The California Citizens Redistricting Commission will soon make a decision on legislative boundaries that will shape California politics for the next 10 years. But as the commission approaches its decision, Central Valley advocates on both sides of the aisle have raised red flags about the proposed maps impacting the Fresno and Bakersfield area.

If the commission adopts the new maps unchanged, advocates worry southern Central Valley residents will be poorly represented by the politicians that inevitably get elected. The flashpoint has become the proposal for the new congressional districts, which would see three nominally Latino majority districts created in the Central Valley, but would also place communities together in ways that don’t make sense.

What do Oildale and Rosedale have in common with northern Fresno? Well, under the proposed congressional map, the district now represented by Rep. Kevin McCarthy, R-Bakersfield, would encompass both areas.

Do Delano and the Seven Oaks community in Bakersfield have much in common?
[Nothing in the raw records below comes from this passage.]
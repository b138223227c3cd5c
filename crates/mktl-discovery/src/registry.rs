//! Registry-mode discovery: a host can keep a manually curated
//! `client/brokers` file and a `client/brokers.cache` file of previously
//! discovered hosts, and consult them directly instead of relying solely on
//! broadcast discovery (which doesn't cross subnet boundaries).

use std::collections::BTreeSet;
use std::path::PathBuf;

use tracing::warn;

use crate::udp::{self, DiscoveryError};

fn brokers_path() -> Result<PathBuf, DiscoveryError> {
    let dir = mktl_config::file::directory().map_err(|e| DiscoveryError::Io(std::io::Error::new(std::io::ErrorKind::Other, e.to_string())))?;
    Ok(dir.join("client").join("brokers"))
}

fn parse_broker_lines(raw: &str) -> Vec<String> {
    raw.lines()
        .filter_map(|line| {
            let stripped = line.split('#').next().unwrap_or("").trim();
            (!stripped.is_empty()).then(|| stripped.to_string())
        })
        .collect()
}

/// Read both the manually curated and cached broker lists, in that order.
fn preload() -> Vec<String> {
    let Ok(manual) = brokers_path() else { return Vec::new() };
    let cached = {
        let mut p = manual.clone();
        let mut name = p.file_name().unwrap().to_os_string();
        name.push(".cache");
        p.set_file_name(name);
        p
    };

    let mut entries = Vec::new();
    for path in [manual, cached] {
        match std::fs::read_to_string(&path) {
            Ok(raw) => entries.extend(parse_broker_lines(&raw)),
            Err(e) if e.kind() == std::io::ErrorKind::NotFound => {}
            Err(e) => warn!(path = %path.display(), error = %e, "failed reading broker list"),
        }
    }
    entries
}

/// Append newly found hosts to `client/brokers.cache`, deduplicated and
/// sorted. Only the host is remembered, not the port -- a fresh discovery
/// call against the cached host is still required to learn its current REP
/// port.
fn remember(found: &[(String, u16)]) -> Result<(), DiscoveryError> {
    let manual = brokers_path()?;
    let mut cached = manual.clone();
    let mut name = cached.file_name().unwrap().to_os_string();
    name.push(".cache");
    cached.set_file_name(name);

    if let Some(parent) = cached.parent() {
        std::fs::create_dir_all(parent)?;
    }

    let mut lines: BTreeSet<String> = match std::fs::read_to_string(&cached) {
        Ok(raw) => raw.lines().map(|l| l.trim().to_string()).filter(|l| !l.is_empty()).collect(),
        Err(e) if e.kind() == std::io::ErrorKind::NotFound => BTreeSet::new(),
        Err(e) => return Err(e.into()),
    };

    for (host, _port) in found {
        lines.insert(host.clone());
    }

    let body = lines.into_iter().collect::<Vec<_>>().join("\n") + "\n";
    std::fs::write(&cached, body)?;
    Ok(())
}

/// Discover peers by combining cached/manual broker hosts with a broadcast
/// sweep, recording anything newly found for next time.
pub async fn search(port: u16, wait: bool) -> Result<Vec<(String, u16)>, DiscoveryError> {
    let mut found = Vec::new();

    for host in preload() {
        match udp::probe(&host, port, wait).await {
            Ok(mut hits) => found.append(&mut hits),
            Err(e) => warn!(host, error = %e, "direct discovery probe failed"),
        }
    }

    found.extend(udp::search(port, wait).await?);

    if !found.is_empty() {
        remember(&found)?;
    }

    Ok(found)
}

#[cfg(test)]
mod tests {
    use super::*;

    #[test]
    fn parse_broker_lines_strips_comments_and_blanks() {
        let raw = "host-a\n# a comment\nhost-b # trailing comment\n\n   \n";
        let lines = parse_broker_lines(raw);
        assert_eq!(lines, vec!["host-a".to_string(), "host-b".to_string()]);
    }
}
Under the proposed map, both would be represented by the same congressperson, an arrangement advocates say serves both communities poorly.

Furthermore, the new map splits Fresno into three districts when it is now bisected into two, something that could dilute the overall political influence of the city.
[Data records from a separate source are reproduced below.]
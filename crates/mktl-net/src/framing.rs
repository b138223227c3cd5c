//! Wire framing.
//!
//! The historical mKTL transport (ZeroMQ ROUTER/DEALER/PUB/SUB) speaks in
//! multipart messages: an ordered tuple of byte-string frames. We don't
//! assume ZeroMQ is the carrier here -- the concrete socket library is out
//! of scope -- so [`FrameCodec`] frames that same ordered-tuple model over
//! any `AsyncRead`/`AsyncWrite` byte stream: a frame count, then for each
//! sub-frame a 4-byte big-endian length prefix followed by its bytes.
//!
//! [`to_request_frame`]/[`from_request_frame`] and
//! [`to_publish_frame`]/[`from_publish_frame`] convert between a
//! [`mktl_core::Message`] and that frame tuple, matching the historical
//! ordering: `(version, transid, type, key, payload_json, binary?)` for
//! request/response traffic, `(topic, version, payload_json, binary?)` for
//! publish traffic.

use bytes::{Buf, BufMut, Bytes, BytesMut};
use mktl_core::{Envelope, Message, MsgType, Payload, PayloadError, Value, WIRE_VERSION};
use thiserror::Error;
use tokio_util::codec::{Decoder, Encoder};

pub type Frame = Vec<Bytes>;

#[derive(Debug, Error)]
pub enum FramingError {
    #[error("frame tuple has {found} parts, expected at least {expected}")]
    WrongArity { expected: usize, found: usize },

    #[error("invalid utf-8 in frame: {0}")]
    Utf8(#[from] std::str::Utf8Error),

    #[error("invalid payload json: {0}")]
    Json(#[from] serde_json::Error),

    #[error("topic frame missing trailing '.'")]
    BadTopic,
}

/// Length-prefixed multipart framing, analogous to a ZeroMQ multipart
/// message but carried over an ordinary byte stream.
#[derive(Debug, Default)]
pub struct FrameCodec;

impl Encoder<Frame> for FrameCodec {
    type Error = std::io::Error;

    fn encode(&mut self, item: Frame, dst: &mut BytesMut) -> Result<(), Self::Error> {
        dst.put_u32(item.len() as u32);
        for part in item {
            dst.put_u32(part.len() as u32);
            dst.put_slice(&part);
        }
        Ok(())
    }
}

impl Decoder for FrameCodec {
    type Item = Frame;
    type Error = std::io::Error;

    fn decode(&mut self, src: &mut BytesMut) -> Result<Option<Self::Item>, Self::Error> {
        if src.len() < 4 {
            return Ok(None);
        }
        let count = u32::from_be_bytes(src[..4].try_into().unwrap()) as usize;
        let mut offset = 4;
        let mut parts = Vec::with_capacity(count);

        for _ in 0..count {
            if src.len() < offset + 4 {
                return Ok(None);
            }
            let len = u32::from_be_bytes(src[offset..offset + 4].try_into().unwrap()) as usize;
            offset += 4;
            if src.len() < offset + len {
                return Ok(None);
            }
            parts.push(Bytes::copy_from_slice(&src[offset..offset + len]));
            offset += len;
        }

        src.advance(offset);
        Ok(Some(parts))
    }
}

fn utf8(b: &Bytes) -> Result<String, FramingError> {
    Ok(std::str::from_utf8(b)?.to_string())
}

/// Encode a request/response message as `(version, transid, type, key,
/// payload_json, binary?)`.
pub fn to_request_frame(msg: &Message) -> Frame {
    let mut parts = vec![
        Bytes::from(msg.env.version.clone()),
        Bytes::from(msg.env.transid.clone()),
        Bytes::from(msg.env.msg_type.as_str()),
        Bytes::from(msg.env.key.clone()),
        Bytes::from(serde_json::to_vec(&msg.env.payload).expect("payload always serializes")),
    ];
    if let Some(binary) = &msg.binary {
        parts.push(Bytes::from(binary.clone()));
    }
    parts
}

fn msg_type_from_str(s: &str) -> Option<MsgType> {
    match s {
        "GET" => Some(MsgType::Get),
        "SET" => Some(MsgType::Set),
        "HASH" => Some(MsgType::Hash),
        "CONFIG" => Some(MsgType::Config),
        "ACK" => Some(MsgType::Ack),
        "REP" => Some(MsgType::Rep),
        "PUB" => Some(MsgType::Pub),
        _ => None,
    }
}

/// Decode a request/response frame tuple. A version mismatch does not
/// return an error -- it synthesizes a REP carrying a `ProtocolVersionMismatch`
/// payload error, matching the historical behavior of answering a
/// foreign-version peer instead of silently dropping it.
pub fn from_request_frame(frame: &Frame) -> Result<Message, FramingError> {
    if frame.len() < 5 {
        return Err(FramingError::WrongArity {
            expected: 5,
            found: frame.len(),
        });
    }

    let version = utf8(&frame[0])?;
    let transid = utf8(&frame[1])?;
    let type_str = utf8(&frame[2])?;
    let key = utf8(&frame[3])?;
    let binary = frame.get(5).map(|b| b.to_vec());

    if version != WIRE_VERSION {
        let env = Envelope::new(
            MsgType::Rep,
            transid,
            key,
            Payload::error(
                PayloadError::new("ProtocolVersionMismatch", format!("unsupported wire version {version:?}")),
                0.0,
            ),
        );
        return Ok(Message::new(env));
    }

    let msg_type = msg_type_from_str(&type_str).unwrap_or(MsgType::Rep);
    let payload: Payload = serde_json::from_slice(&frame[4])?;
    let env = Envelope::new(msg_type, transid, key, payload);

    Ok(match binary {
        Some(b) => Message::with_binary(env, b),
        None => Message::new(env),
    })
}

/// Encode a publish broadcast as `(topic., version, payload_json, binary?)`.
/// The topic always carries a trailing dot so subscribers can prefix-match
/// without risking `foo` matching `foobar`.
pub fn to_publish_frame(msg: &Message) -> Frame {
    let topic = format!("{}.", msg.env.key);
    let mut parts = vec![
        Bytes::from(topic),
        Bytes::from(msg.env.version.clone()),
        Bytes::from(serde_json::to_vec(&msg.env.payload).expect("payload always serializes")),
    ];
    if let Some(binary) = &msg.binary {
        parts.push(Bytes::from(binary.clone()));
    }
    parts
}

pub fn from_publish_frame(frame: &Frame) -> Result<Message, FramingError> {
    if frame.len() < 3 {
        return Err(FramingError::WrongArity {
            expected: 3,
            found: frame.len(),
        });
    }

    let topic = utf8(&frame[0])?;
    let key = topic.strip_suffix('.').ok_or(FramingError::BadTopic)?.to_string();
    let version = utf8(&frame[1])?;
    let binary = frame.get(3).map(|b| b.to_vec());

    if version != WIRE_VERSION {
        let env = Envelope::new(
            MsgType::Pub,
            String::new(),
            key,
            Payload::error(
                PayloadError::new("ProtocolVersionMismatch", format!("unsupported wire version {version:?}")),
                0.0,
            ),
        );
        return Ok(Message::new(env));
    }

    let payload: Payload = serde_json::from_slice(&frame[2])?;
    let env = Envelope::new(MsgType::Pub, String::new(), key, payload);

    Ok(match binary {
        Some(b) => Message::with_binary(env, b),
        None => Message::new(env),
    })
}

#[cfg(test)]
mod tests {
    use super::*;
    use bytes::BytesMut;

    #[test]
    fn frame_codec_roundtrip() {
        let mut codec = FrameCodec;
        let frame: Frame = vec![Bytes::from_static(b"a"), Bytes::from_static(b"bcd"), Bytes::new()];
        let mut buf = BytesMut::new();
        codec.encode(frame.clone(), &mut buf).unwrap();
        let decoded = codec.decode(&mut buf).unwrap().unwrap();
        assert_eq!(decoded, frame);
        assert!(buf.is_empty());
    }

    #[test]
    fn frame_codec_waits_for_more_bytes() {
        let mut codec = FrameCodec;
        let frame: Frame = vec![Bytes::from_static(b"hello")];
        let mut buf = BytesMut::new();
        codec.encode(frame, &mut buf).unwrap();
        let mut truncated = buf.split_to(buf.len() - 2);
        assert!(codec.decode(&mut truncated).unwrap().is_none());
    }

    #[test]
    fn request_frame_roundtrip() {
        let msg = Message::request(MsgType::Get, "store.item", Payload::new(Value::Int(5), 1.0));
        let frame = to_request_frame(&msg);
        let back = from_request_frame(&frame).unwrap();
        assert_eq!(back.env.key, "store.item");
        assert_eq!(back.env.msg_type, MsgType::Get);
    }

    #[test]
    fn request_frame_version_mismatch_synthesizes_error_reply() {
        let mut frame = to_request_frame(&Message::request(MsgType::Get, "store.item", Payload::new(Value::Null, 0.0)));
        frame[0] = Bytes::from_static(b"z");
        let back = from_request_frame(&frame).unwrap();
        assert_eq!(back.env.msg_type, MsgType::Rep);
        assert!(back.is_error());
        assert_eq!(back.env.payload.error.unwrap().kind, "ProtocolVersionMismatch");
    }

    #[test]
    fn publish_frame_roundtrip_appends_dot() {
        let msg = Message::broadcast("store.item", Payload::new(Value::Float(1.5), 2.0));
        let frame = to_publish_frame(&msg);
        assert_eq!(&frame[0][..], b"store.item.");
        let back = from_publish_frame(&frame).unwrap();
        assert_eq!(back.env.key, "store.item");
    }

    #[test]
    fn publish_frame_with_binary_companion() {
        let msg = Message::with_binary(
            Envelope::new(MsgType::Pub, String::new(), "store.item", Payload::new(Value::Null, 0.0)),
            vec![1, 2, 3, 4],
        );
        let frame = to_publish_frame(&msg);
        let back = from_publish_frame(&frame).unwrap();
        assert_eq!(back.binary, Some(vec![1, 2, 3, 4]));
    }
}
“Partisan-wise it doesn’t change very much,” said Tony Quinn, a former Republican consultant with extensive experience with redistricting. “It’s just not a good way to do it.”

He noted all local congressmen with the exception of Devin Nunes, R-Tulare, would see little change to the makeup of Democrats and Republicans within their districts. Still, the makeup of the districts opens up the possibility that some communities will be represented by a politician who lives far away and has little familiarity with the area.

The proposed state Senate districts have similar boundaries, which present similar issues.

“It doesn’t do you guys any good for you to have your state senator from northern Fresno,” Quinn added. “There’s no way to put north Fresno with western Bakersfield in both the Senate and in Congress. I don’t know why people in your area haven’t complained about it.”

Only one of the 14 redistricting commissioners is from the Central Valley. That person, Trena Turner, is from Stockton. Advocates say this leaves the commission unfamiliar with the southern portion of the valley, which contributed to the disorganized boundaries in Fresno and Bakersfield.

“What’s common knowledge to you and me is other-planet-level strange to them,” said Lori Pesante, director of civic engagement and government relations at the Dolores Huerta Foundation. “We have to break it down for them so they understand where we’re coming from.”

Pesante and the Dolores Huerta Foundation worry about the way in which the proposed congressional map potentially whittles down the political power of Latinos across the Central Valley. Under the current proposal, Pesante says, the boundaries restrict the ability for Latinos, who are more than 50 percent of the population in all Central Valley counties, to elect candidates of their choice.

“The commission has already identified the Central Valley as an area where if they don’t get it right, not only will they be running super high risk of litigation, but they will be disenfranchising protected classes,” she said.

Even the Kern County Farm Bureau has objected to the proposed district boundaries, claiming the boundaries dilute the voice of the local agriculture industry.

“We strongly encourage the Commission to consider the adoption of maps that recognize the significance of Kern’s agriculture, that does not dilute local agriculture’s ability to speak and be heard in a unified voice,” Executive Director Romeo Agbalog wrote in an email to The Californian, “and allows us to be represented by an individual that resides close to home and understands the uniqueness and complexities of Kern’s ag industry.”

The commission plans to take on the congressional boundaries next week before final approval on Dec. 26. Commissioners are meeting each day for the next few weeks to discuss the maps. Information on attending the meetings can be found on

Public input may also be submitted through the website.

"Commissioners are aware of concerns," said Fredy Ceja, director of communications for the Citizens Redistricting Commission. "They get feedback in real time. When drawing maps, commissioners must follow a set of weighted criteria. The first is ensuring all districts have equal population. The second is compliance with the Voting Rights Act (VRA). In the case of Fresno, they sought to protect VRA communities. They have since revisited the area to produce additional options."